The appearance of large clusters of fragrant creamy-white flowers is thought to be a result of a cold winter followed by the heatwave conditions that have swept the UK recently.
TheEmmenopterys henryi species was introduced to Europe in 1907 by botanist Ernest Wilson but the first recorded flowering did not occur until 1971 in Italy.
In the UK this type of tree has only flowered on five occasions, with the last known flowering before this summer being in Cambridge in 2012.
The tree in Roath Park is thought to have been planted in the early 20thcentury and has grown to be a champion tree – the biggest or best of its kind in the UK.
Community Park Ranger, Gareth Stamp, said:
“This really is something special to see, I must have walked past this tree a million times but I never expected to see it in flower – and who knows, it happens so rarely, maybe I never will again.”
Cabinet Member for Culture and Leisure, Cllr Peter Bradbury said:
“Roath Park is one of twelve Green Flag standard parks and green spaces in Cardiff and last year the public voted it the best park in Wales – this is another great reason to pay it a visit over the next couple of weeks.”
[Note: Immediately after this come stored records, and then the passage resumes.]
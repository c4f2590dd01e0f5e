//! Playback mode, direction and the status snapshot of a timer.

use serde::{Deserialize, Serialize};

/// Playback mode of a timer.
#[derive(Debug, Clone, Copy, PartialEq, Eq, Hash, Default, Serialize, Deserialize)]
pub enum TimerMode {
    /// No session is active.
    #[default]
    Idle,
    /// Run once and stop at the end.
    PlayOnce,
    /// Wrap around every duration until stopped.
    Loop,
    /// Wrap around every duration, flipping direction each time.
    Bounce,
}

impl TimerMode {
    #[inline]
    pub fn name(&self) -> &'static str {
        match self {
            Self::Idle => "idle",
            Self::PlayOnce => "play_once",
            Self::Loop => "loop",
            Self::Bounce => "bounce",
        }
    }

    #[inline]
    pub fn is_active(&self) -> bool {
        !matches!(self, Self::Idle)
    }
}

/// Direction progress is reported in.
#[derive(Debug, Clone, Copy, PartialEq, Eq, Hash, Default, Serialize, Deserialize)]
pub enum Direction {
    #[default]
    Forward,
    Backward,
}

impl Direction {
    #[inline]
    pub fn flipped(self) -> Self {
        match self {
            Self::Forward => Self::Backward,
            Self::Backward => Self::Forward,
        }
    }

    /// Map a raw 0..1 fraction onto this direction.
    #[inline]
    pub fn apply(self, raw: f64) -> f64 {
        match self {
            Self::Forward => raw,
            Self::Backward => 1.0 - raw,
        }
    }
}

/// Snapshot returned by `AnimationTimer::state`.
#[derive(Debug, Clone, Copy, PartialEq, Eq, Hash, Default, Serialize, Deserialize)]
pub struct TimerStatus {
    pub mode: TimerMode,
    pub direction: Direction,
    pub paused: bool,
}

impl TimerStatus {
    /// Active and not paused.
    #[inline]
    pub fn is_running(&self) -> bool {
        self.mode.is_active() && !self.paused
    }
}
The locations of all of Roath Park’s champion trees, including Emmenopterys henryi, are marked with posts and plaques.
To find Emmenopterys henryi:
- Start from Roath Park Conservatory
- Turn right out of the main entrance and follow the path.
- Cross straight over two ‘junctions’ on the path.
- Emmenopterys henryi is on the left hand side at the far end of this block of planting.